In April 1112 a young man by the name of Bernard of Fontaine arrived at Citeaux abbey, he brought with him an entourage of individuals seeking acceptance into this new Order. These men included four of his familial brothers, his uncle, and several friends. They sought a simple, spiritual life devoted to the study of the divine and an opportunity to serve humanity and God. Historian Henri Daniel-Rops describes Bernard’s entrance - “[he] experienced that almost indescribable gladness which reaches to the very roots of a man’s being when he has discovered his true calling.” Bernard was the son of Tocellyn de Sorrell, he was born into a middle-ranking aristocratic family, which held sway over an important region of Burgundy, which also had close contacts with the region of Champagne. He appears to have received a good, standard education, at Chatillon-sur-Seine, which fitted him, most probably, for a life in the Church, which, of course, is exactly the direction he eventually took. What does seem evident is that Bernard was bright, inquisitive, and most certainly an accomplished organiser that possessed a charisma few could deny.
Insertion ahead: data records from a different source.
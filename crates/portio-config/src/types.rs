use portio_path::FileSystemType;
use portio_stream::{clamp_buffer_size, Endian, ResizeOptions, MAX_BUFFER_SIZE, MIN_BUFFER_SIZE};
use serde::{Deserialize, Serialize};

use crate::manager::ConfigError;

/// Main configuration structure for portio
#[derive(Debug, Clone, Serialize, Deserialize, PartialEq)]
pub struct PortioConfig {
    /// Schema version for migrations
    pub version: String,

    /// Stream defaults
    #[serde(default)]
    pub streams: StreamSettings,

    /// Path and file system defaults
    #[serde(default)]
    pub paths: PathSettings,
}

impl Default for PortioConfig {
    fn default() -> Self {
        Self {
            version: "1.0".to_string(),
            streams: StreamSettings::default(),
            paths: PathSettings::default(),
        }
    }
}

impl PortioConfig {
    /// Check every setting, reporting the first one out of range
    pub fn validate(&self) -> Result<(), ConfigError> {
        self.streams.validate()?;
        self.paths.validate()
    }
}

/// Defaults applied when streams are created
#[derive(Debug, Clone, Serialize, Deserialize, PartialEq)]
pub struct StreamSettings {
    /// Read buffer size for buffered streams, 0 to disable
    #[serde(default = "default_buffer_size")]
    pub read_buffer_size: usize,

    /// Write buffer size for buffered streams, 0 to disable
    #[serde(default = "default_buffer_size")]
    pub write_buffer_size: usize,

    /// Cache the size of wrapped streams
    #[serde(default)]
    pub cache_size: bool,

    /// Byte order for typed values: big, little or local
    #[serde(default = "default_endian")]
    pub default_endian: String,

    /// Buffer used when copying between streams
    #[serde(default = "default_copy_buffer_size")]
    pub copy_buffer_size: usize,

    /// Growth factor of memory streams
    #[serde(default = "default_resize_factor")]
    pub memory_resize_factor: f32,

    /// Bytes added on each memory stream growth
    #[serde(default)]
    pub memory_resize_increment: usize,

    /// Largest memory stream capacity, 0 for unlimited
    #[serde(default)]
    pub memory_resize_maximum: usize,
}

impl Default for StreamSettings {
    fn default() -> Self {
        Self {
            read_buffer_size: default_buffer_size(),
            write_buffer_size: default_buffer_size(),
            cache_size: false,
            default_endian: default_endian(),
            copy_buffer_size: default_copy_buffer_size(),
            memory_resize_factor: default_resize_factor(),
            memory_resize_increment: 0,
            memory_resize_maximum: 0,
        }
    }
}

impl StreamSettings {
    pub fn validate(&self) -> Result<(), ConfigError> {
        check_buffer_size("streams.read_buffer_size", self.read_buffer_size)?;
        check_buffer_size("streams.write_buffer_size", self.write_buffer_size)?;
        if self.copy_buffer_size == 0 {
            return Err(invalid("streams.copy_buffer_size", "must be at least 1"));
        }
        if self.memory_resize_factor.is_nan() || self.memory_resize_factor < 1.0 {
            return Err(invalid(
                "streams.memory_resize_factor",
                format!("{} is below 1.0", self.memory_resize_factor),
            ));
        }
        self.endian().map(|_| ())
    }

    /// The configured byte order
    pub fn endian(&self) -> Result<Endian, ConfigError> {
        self.default_endian
            .parse()
            .map_err(|e: portio_stream::ParseEndianError| {
                invalid("streams.default_endian", e.to_string())
            })
    }

    /// Growth behavior for new memory streams
    pub fn resize_options(&self) -> ResizeOptions {
        ResizeOptions {
            enabled: true,
            factor: self.memory_resize_factor,
            increment: self.memory_resize_increment,
            maximum: self.memory_resize_maximum,
        }
    }

    /// Buffer sizes as a buffered stream will apply them
    pub fn effective_buffer_sizes(&self) -> (usize, usize) {
        (
            clamp_buffer_size(self.read_buffer_size),
            clamp_buffer_size(self.write_buffer_size),
        )
    }
}

/// Path handling and location defaults
#[derive(Debug, Clone, Serialize, Deserialize, PartialEq)]
pub struct PathSettings {
    /// Naming rules to validate against, or "native"
    #[serde(default = "default_file_system")]
    pub file_system: String,

    /// Directory for temporary files, overriding the platform default
    #[serde(skip_serializing_if = "Option::is_none")]
    pub temp_directory: Option<String>,

    /// Directory relative paths resolve against
    #[serde(skip_serializing_if = "Option::is_none")]
    pub current_directory: Option<String>,

    /// Prefix of generated temporary file names
    #[serde(default = "default_temp_prefix")]
    pub temp_file_prefix: String,

    /// Extension of generated temporary file names, including the dot
    #[serde(default = "default_temp_extension")]
    pub temp_file_extension: String,
}

impl Default for PathSettings {
    fn default() -> Self {
        Self {
            file_system: default_file_system(),
            temp_directory: None,
            current_directory: None,
            temp_file_prefix: default_temp_prefix(),
            temp_file_extension: default_temp_extension(),
        }
    }
}

impl PathSettings {
    pub fn validate(&self) -> Result<(), ConfigError> {
        let fs = self.file_system_type()?;
        if !portio_path::is_file_name_string_valid(&self.temp_file_prefix, fs) {
            return Err(invalid(
                "paths.temp_file_prefix",
                format!("{:?} is not a valid file name on {fs}", self.temp_file_prefix),
            ));
        }
        for (field, dir) in [
            ("paths.temp_directory", &self.temp_directory),
            ("paths.current_directory", &self.current_directory),
        ] {
            if let Some(dir) = dir {
                if portio_path::is_relative(dir) {
                    return Err(invalid(field, format!("{dir:?} is not absolute")));
                }
            }
        }
        Ok(())
    }

    /// The configured file system type
    pub fn file_system_type(&self) -> Result<FileSystemType, ConfigError> {
        self.file_system
            .parse()
            .map_err(|e: portio_path::PathError| invalid("paths.file_system", e.to_string()))
    }
}

fn check_buffer_size(field: &'static str, size: usize) -> Result<(), ConfigError> {
    if size == 0 || (MIN_BUFFER_SIZE..=MAX_BUFFER_SIZE).contains(&size) {
        Ok(())
    } else {
        Err(invalid(
            field,
            format!("{size} is outside {MIN_BUFFER_SIZE}..={MAX_BUFFER_SIZE}"),
        ))
    }
}

fn invalid(field: &'static str, message: impl Into<String>) -> ConfigError {
    ConfigError::Invalid {
        field,
        message: message.into(),
    }
}

fn default_buffer_size() -> usize {
    portio_stream::DEFAULT_BUFFER_SIZE
}

fn default_endian() -> String {
    "big".to_string()
}

fn default_copy_buffer_size() -> usize {
    portio_stream::DEFAULT_COPY_BUFFER_SIZE
}

fn default_resize_factor() -> f32 {
    1.5
}

fn default_file_system() -> String {
    "native".to_string()
}

fn default_temp_prefix() -> String {
    "temp".to_string()
}

fn default_temp_extension() -> String {
    ".tmp".to_string()
}

#[cfg(test)]
mod tests {
    use super::*;

    #[test]
    fn test_defaults_validate() {
        let config = PortioConfig::default();
        assert!(config.validate().is_ok());
        assert_eq!(config.streams.read_buffer_size, 2000);
        assert_eq!(config.streams.endian().unwrap(), Endian::Big);
        assert_eq!(
            config.paths.file_system_type().unwrap(),
            FileSystemType::native()
        );
    }

    #[test]
    fn test_partial_toml_fills_defaults() {
        let config: PortioConfig = toml::from_str(
            r#"
            version = "1.0"

            [streams]
            read_buffer_size = 0
            default_endian = "little"

            [paths]
            file_system = "fat32"
            temp_directory = "/var/tmp"
            "#,
        )
        .unwrap();

        assert_eq!(config.streams.read_buffer_size, 0);
        assert_eq!(config.streams.write_buffer_size, 2000);
        assert_eq!(config.streams.endian().unwrap(), Endian::Little);
        assert_eq!(config.paths.file_system_type().unwrap(), FileSystemType::Fat32);
        assert_eq!(config.paths.temp_directory.as_deref(), Some("/var/tmp"));
        assert_eq!(config.paths.temp_file_extension, ".tmp");
        assert!(config.validate().is_ok());
    }

    #[test]
    fn test_validate_rejects_out_of_range() {
        let mut config = PortioConfig::default();
        config.streams.write_buffer_size = 2;
        assert!(matches!(
            config.validate(),
            Err(ConfigError::Invalid {
                field: "streams.write_buffer_size",
                ..
            })
        ));

        let mut config = PortioConfig::default();
        config.streams.memory_resize_factor = 0.5;
        assert!(config.validate().is_err());

        let mut config = PortioConfig::default();
        config.streams.default_endian = "middle".to_string();
        assert!(config.validate().is_err());

        let mut config = PortioConfig::default();
        config.paths.file_system = "hfs".to_string();
        assert!(config.validate().is_err());

        let mut config = PortioConfig::default();
        config.paths.temp_directory = Some("relative/tmp".to_string());
        assert!(config.validate().is_err());
    }

    #[test]
    fn test_stream_conversions() {
        let mut settings = StreamSettings::default();
        settings.read_buffer_size = 7;
        settings.memory_resize_maximum = 4096;
        assert_eq!(settings.effective_buffer_sizes(), (6, 2000));
        assert_eq!(settings.resize_options().maximum, 4096);
        assert_eq!(settings.resize_options().factor, 1.5);
    }
}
The ascetic principals observed at this new abbey must have been music to the young Bernard's ears; only too aware of his potential weaknesses, this regime prevented exposure to any temptation, he later recalled his novice year at Citeaux - “For the sake of Christ . . . all that is beautiful in sight and sound and scent we monks have left behind.” and “I used in those days, to gather and set up in my heart a sheaf made of our Lord’s sufferings, His agony and all His bitterness of soul.” Bernard of Clairvaux; Bernard the mellifluous, through his presence and brilliance quickly became the driving force of this new monastic order and under his influence, the abbey at Citeaux was soon too small for this ever-growing community seeking ”the high road of supreme progress towards heaven”. In 1115 Bernard founded the first of many daughter houses across Europe, at Clairvaux, Ville-sous-la-Ferté, Champagne.
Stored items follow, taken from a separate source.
//! Error types for the path engine.

use thiserror::Error;

use crate::validity::FileSystemType;

/// Result type for path operations that can fail.
pub type Result<T> = std::result::Result<T, PathError>;

/// Errors reported by the fallible path helpers.
///
/// The core path operations are total and never produce these. They are
/// returned by the validating and buffer-filling entry points only.
#[derive(Debug, Clone, PartialEq, Eq, Error)]
pub enum PathError {
    /// The destination buffer cannot hold the result.
    #[error("buffer too small: {required} bytes required, {capacity} available")]
    CapacityExceeded {
        /// Bytes needed for the full result.
        required: usize,
        /// Bytes the caller provided.
        capacity: usize,
    },

    /// The path is empty or longer than the file system allows.
    #[error("path length {length} is outside 1..={max} for {fs}")]
    InvalidLength {
        /// Length of the rejected path in characters.
        length: usize,
        /// Maximum permitted length.
        max: usize,
        /// File system the path was checked against.
        fs: FileSystemType,
    },

    /// The UNC or drive prefix is malformed.
    #[error("malformed root in path: {path}")]
    MalformedRoot {
        /// The rejected path.
        path: String,
    },

    /// A component is empty, too long, reserved, or contains an illegal character.
    #[error("invalid component {component:?} in path for {fs}")]
    InvalidComponent {
        /// The first component that failed validation.
        component: String,
        /// File system the path was checked against.
        fs: FileSystemType,
    },

    /// A file system type name was not recognized.
    #[error("unknown file system type {0:?}")]
    UnknownFileSystem(String),
}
I’m going to take a moment here to reflect on the life of a monk, and the radical departure Bernard and his retinue made by seeking admission to the monastery. Being ‘born’ into the life of a monk isn’t as I'd previously considered a lifestyle choice, it’s actually an existential choice. The perception of time itself changes for the novice monk or nun. Holy days are celebrated but do any other days meaningfully exist other than as the continuation of the same divine practice? The duration of the days change as the year progresses but this is surely just a backdrop to the ephemeral pursuit of connecting consciously to God within. The very nature of life to those of us that live beyond cloisters is unimaginably different from that of the monk - “For it was precisely in the monastery that the vicissitudes of time and history were banished and replaced with a mimetic model of eternity. One of the implications of this way of life was the assumption that upon entering the monastery, the monk found himself in a world in which history had come to an end. To the extent that the monk has severed all ties with his former extramural existence, time and history vanished out of sight. As for the monk, he is concerned with more important business. Increasingly forgetting his former existence, he imitates in his brave new world eternity as shaped by the angels. And in so doing, he doesn't deny that after this life only eternity will follow, and neither does he claim that his monastic existence would be above the laws of space and time. The monastic existence is first and foremost a method of imagination, and no less real for all that”.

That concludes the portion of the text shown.